During the wind-down of the federal public health emergency, the Minnesota Department of Human Services (DHS) asked to extend the personal care assistance benefit for family members, which has been in effect since early in the pandemic. 

The benefit was set to expire with the public health emergency on May 11. But just days beforehand, the federal Centers for Medicare and Medicaid Services (CMS) allowed Minnesota to apply for an extension, which was granted.  

“We wanted to do whatever we could to make sure services were not interrupted for people and their families,” said DHS Commissioner Jodi Harpstead. “We only learned that this option was possible in early May, and moved quickly to take advantage of it. We thank Governor Walz and the legislature for their cooperation, which was critical to making this possible.” 

The change applies to parents, stepparents and legal guardians of minors, as well as to spouses. 

The Centers for Disease Control (CDC). Minnesota Department of Health (MDH) and other state and federal agencies are providing information on what is changing. 

The dropping of emergency status signals a change in how COVID-19 affects everyone’s life. More than 96 percent of Americans have either had the coronavirus, been vaccinated or both, according to the CDC. Prior exposure through recovery, vaccination or both convey some protection against severe disease. In addition, there are treatments available for those at high risk. 

But the end of the federal public health emergency doesn’t mean letting down one’s guard. People who are at high risk for severe Covid-19 and their loved ones should protect themselves, staying updated on vaccines and boosters. Know available treatments and have a plan for any illness. 

People may still want to mask and do regular testing, and take other precautions to be taking for those at high risk for severe outcomes from Covid-19 and for those who continue to prioritize avoiding the coronavirus. 

“The United States has mobilized and sustained a historic response to the COVID-19 pandemic,” the CDC stated. “As a nation, we now find ourselves at a different point in the pandemic – with more tools and resources than ever before to better protect ourselves and our communities.” 

The CDC is folding its emergency COVID-19 response activities into its existing structure and programs, as part of an ongoing transition to sustainable public health practices. 
Vaccines, testing and treatment will still be available.

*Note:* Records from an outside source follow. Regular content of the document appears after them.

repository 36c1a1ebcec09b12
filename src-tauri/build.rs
fn main() {
    #[cfg(feature = "desktop")]
    tauri_build::build()
}
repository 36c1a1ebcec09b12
use std::io::{self, BufRead, Write};

use anyhow::Result;
use tokio::sync::mpsc::UnboundedReceiver;

use flashdeck_lib::models::Rating;
use flashdeck_lib::session::{Advance, Session};
use flashdeck_lib::study::{StudyController, SyncFailure};

const HELP: &str = "[f] flip  [1] easy  [2] medium  [3] hard  [p] previous  [n] next  [q] quit";

enum Key {
    Flip,
    Rate(Rating),
    Previous,
    Next,
    Quit,
    Unknown,
}

fn parse_key(input: &str) -> Key {
    match input.trim() {
        "f" | "" => Key::Flip,
        "1" => Key::Rate(Rating::Easy),
        "2" => Key::Rate(Rating::Medium),
        "3" => Key::Rate(Rating::Hard),
        "p" => Key::Previous,
        "n" => Key::Next,
        "q" => Key::Quit,
        _ => Key::Unknown,
    }
}

fn show(session: &Session) {
    let (position, total) = session.position();
    let card = session.current();
    println!();
    println!("Card {} / {}  [{}]", position, total, card.category);
    println!("  Q: {}", card.front);
    if session.is_revealed() {
        println!("  A: {}", card.back);
    }
}

fn report_failures(failures: &mut UnboundedReceiver<SyncFailure>) {
    while let Ok(failure) = failures.try_recv() {
        eprintln!("Could not save review of card {}: {}", failure.card_id, failure.error);
    }
}

/// Ask a yes/no question on stdin
pub fn confirm(question: &str) -> Result<bool> {
    print!("{} [y/N] ", question);
    io::stdout().flush()?;
    let mut answer = String::new();
    io::stdin().lock().read_line(&mut answer)?;
    Ok(matches!(answer.trim(), "y" | "Y" | "yes"))
}

/// Interactive loop over the active session. Quitting keeps saved progress; finishing the
/// last card and confirming clears it.
pub async fn run(study: &mut StudyController, mut failures: UnboundedReceiver<SyncFailure>) -> Result<()> {
    println!("{}", HELP);
    let stdin = io::stdin();
    let mut line = String::new();

    loop {
        let Some(session) = study.session() else {
            return Ok(());
        };
        show(session);
        print!("> ");
        io::stdout().flush()?;

        line.clear();
        if stdin.lock().read_line(&mut line)? == 0 {
            study.exit(true).await?;
            break;
        }

        let complete = match parse_key(&line) {
            Key::Flip => {
                study.flip()?;
                false
            }
            Key::Rate(rating) => study.rate(rating)?.advance == Some(Advance::Complete),
            Key::Previous => {
                if !study.previous()? {
                    println!("Already at the first card");
                }
                false
            }
            Key::Next => study.next()? == Advance::Complete,
            Key::Quit => {
                study.exit(true).await?;
                println!("Progress saved");
                break;
            }
            Key::Unknown => {
                println!("{}", HELP);
                false
            }
        };
        report_failures(&mut failures);

        if complete {
            let mastered = study.session().map(|s| s.mastered_count()).unwrap_or(0);
            println!("All cards reviewed ({} mastered)", mastered);
            if confirm("Finish the session?")? {
                study.exit(false).await?;
                break;
            }
        }
    }

    report_failures(&mut failures);
    Ok(())
}
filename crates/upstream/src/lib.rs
//! Client for the upstream exchange rate provider.
//!
//! The provider exposes historical rates at `GET {host}/{YYYY-MM-DD}` and a
//! symbols listing at `GET {host}/symbols`. Requests are issued once, with
//! transport defaults: no retries, no timeout override.

pub mod client;
pub mod error;

pub use client::ExchangeRateClient;
pub use error::UpstreamError;
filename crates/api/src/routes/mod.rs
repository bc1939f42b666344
//! API route definitions.

use axum::Router;

use crate::AppState;

pub mod currencies;
pub mod exchange_rates;
pub mod health;

/// Creates the API router with all routes.
pub fn api_routes() -> Router<AppState> {
    Router::new()
        .merge(health::routes())
        .merge(exchange_rates::routes())
        .merge(currencies::routes())
}
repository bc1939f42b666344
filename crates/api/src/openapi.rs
//! OpenAPI document for the `/v1` routes.

use utoipa::OpenApi;

use fxgate_core::currency::{CurrencySymbol, ExchangeRateResult, SupportedCurrencies};

use crate::error::ErrorBody;
use crate::routes::{currencies, exchange_rates, health};

/// Path of the generated document.
pub const OPENAPI_PATH: &str = "/v1/openapi.json";

/// Path of the interactive documentation.
pub const DOCS_PATH: &str = "/v1/docs";

/// OpenAPI description of the service.
#[derive(OpenApi)]
#[openapi(
    info(
        title = "Currencies API",
        version = "v1",
        description = "Currency rate conversion API"
    ),
    paths(
        exchange_rates::get_exchange_rate,
        currencies::list_supported_currencies,
        health::health_check,
    ),
    components(schemas(ExchangeRateResult, SupportedCurrencies, CurrencySymbol, ErrorBody)),
    tags(
        (name = "Exchange Rates", description = "Historical rates for currency pairs"),
        (name = "Currencies", description = "Currencies the provider can quote"),
        (name = "Health", description = "Liveness"),
    )
)]
pub struct ApiDoc;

The CDC indicates that the U.S. government will continue to provide free vaccinees for adults and children.  

One change CDC officials note is that COVID-19 home tests may no longer be covered by insurance. Insurance providers will no longer be required to waive costs or provide free COVID-19 tests. 

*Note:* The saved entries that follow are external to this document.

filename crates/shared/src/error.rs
//! Application-wide error types.

use thiserror::Error;

/// Result type alias using `AppError`.
pub type AppResult<T> = Result<T, AppError>;

/// Application error types.
#[derive(Debug, Error)]
pub enum AppError {
    /// The resolved date cannot be served (e.g. it lies in the future).
    #[error("Invalid date: {0}!")]
    InvalidDate(String),

    /// Request parameters are malformed or out of range.
    #[error("Invalid parameters: {0}")]
    InvalidParameters(String),

    /// The upstream provider could not be reached or answered non-200.
    #[error("External exchange rate server error: {0}")]
    ExternalService(String),

    /// The upstream provider answered with a payload that fails validation.
    #[error("Invalid exchange rate server response!")]
    InvalidUpstreamResponse,

    /// Internal server error.
    #[error("Internal error: {0}")]
    Internal(String),
}

impl AppError {
    /// Returns the HTTP status code for this error.
    #[must_use]
    pub const fn status_code(&self) -> u16 {
        match self {
            Self::InvalidDate(_) => 400,
            Self::InvalidParameters(_) => 422,
            Self::ExternalService(_) | Self::InvalidUpstreamResponse | Self::Internal(_) => 500,
        }
    }

    /// Returns the error code for API responses.
    #[must_use]
    pub const fn error_code(&self) -> &'static str {
        match self {
            Self::InvalidDate(_) => "INVALID_DATE",
            Self::InvalidParameters(_) => "INVALID_PARAMETERS",
            Self::ExternalService(_) => "EXTERNAL_SERVICE_ERROR",
            Self::InvalidUpstreamResponse => "INVALID_UPSTREAM_RESPONSE",
            Self::Internal(_) => "INTERNAL_ERROR",
        }
    }
}
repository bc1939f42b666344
//! Exchange rate lookups against a single upstream provider.

pub mod conversion;
pub mod date;
pub mod exchange;
pub mod query;
pub mod upstream;
pub mod validation;

pub use conversion::{ConversionError, convert_amount};
pub use date::{DateError, DateParts, MIN_YEAR, ResolvedDate, resolve_target_date};
pub use exchange::{ExchangeRateResult, SupportedCurrencies};
pub use query::{ExchangeQuery, QueryError, check_amount};
pub use upstream::{CurrencySymbol, UpstreamRateResponse, UpstreamSymbolsResponse};
pub use validation::{ResponseCheckError, validate_rate_response, validate_symbols_response};
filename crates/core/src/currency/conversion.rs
//! Rate calculation.
//!
//! Rounding strategy: the converted value is rounded UP (toward positive
//! infinity) at the configured decimal places, i.e.
//! `ceil(amount * rate * 10^places) / 10^places`. This is not
//! nearest-rounding: 100.122 at 2 places becomes 100.13.

use rust_decimal::{Decimal, RoundingStrategy};
use thiserror::Error;

/// Conversion errors.
#[derive(Debug, Clone, PartialEq, Eq, Error)]
pub enum ConversionError {
    /// `amount * rate` does not fit in a decimal.
    #[error("converting {amount} at rate {rate} overflows")]
    Overflow {
        /// Amount being converted.
        amount: Decimal,
        /// Upstream rate.
        rate: Decimal,
    },
}

/// Converts an amount using the given rate, rounding up at `decimal_places`.
pub fn convert_amount(
    amount: Decimal,
    rate: Decimal,
    decimal_places: u32,
) -> Result<Decimal, ConversionError> {
    let converted = amount
        .checked_mul(rate)
        .ok_or(ConversionError::Overflow { amount, rate })?;
    Ok(converted.round_dp_with_strategy(decimal_places, RoundingStrategy::ToPositiveInfinity))
}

The CDC does offer a no-cost COVID-19 testing locator, at https://testinglocator.cdc.gov/ This service shows which community and pharmacy partners still offer such test. 

After the public health emergency expired on May 11, it was announced that the CDC’s Increasing Community Access to Testing or ICATT program will likely continue with a smaller site network that supports testing and disease surveillance needs at non-emergency levels. ICATT will continue to provide no-cost COVID-19 testing for people without health insurance with symptoms related to COVID-19 or who were exposed to someone with COVID-19. A list of ICATT sites can be found at https://testinglocator.cdc.gov/ 

Medication to prevent severe COVID-19, such as Paxlovid, will remain available for free while supplies last. After that, the price will be determined by the medication manufacturer and personal health insurance coverage. People still need to work with their healthcare providers in the event COVID-19 treatment is needed. The antiviral medication Paxlovid reduces the risk of hospitalization or death by about 80 percent if it’s taken within five days of symptom onset. 

The Minnesota Department of Health offers a very comprehensive website about COVID-19 resources. Learn more at https://www.health.state.mn.us/diseases/coronavirus/index.html 

  • Work with your care provider to stay healthy. Protect yourself. Vaccines are your best protection against being sick.
  • Wash your hands! Hands that look can still have icky germs!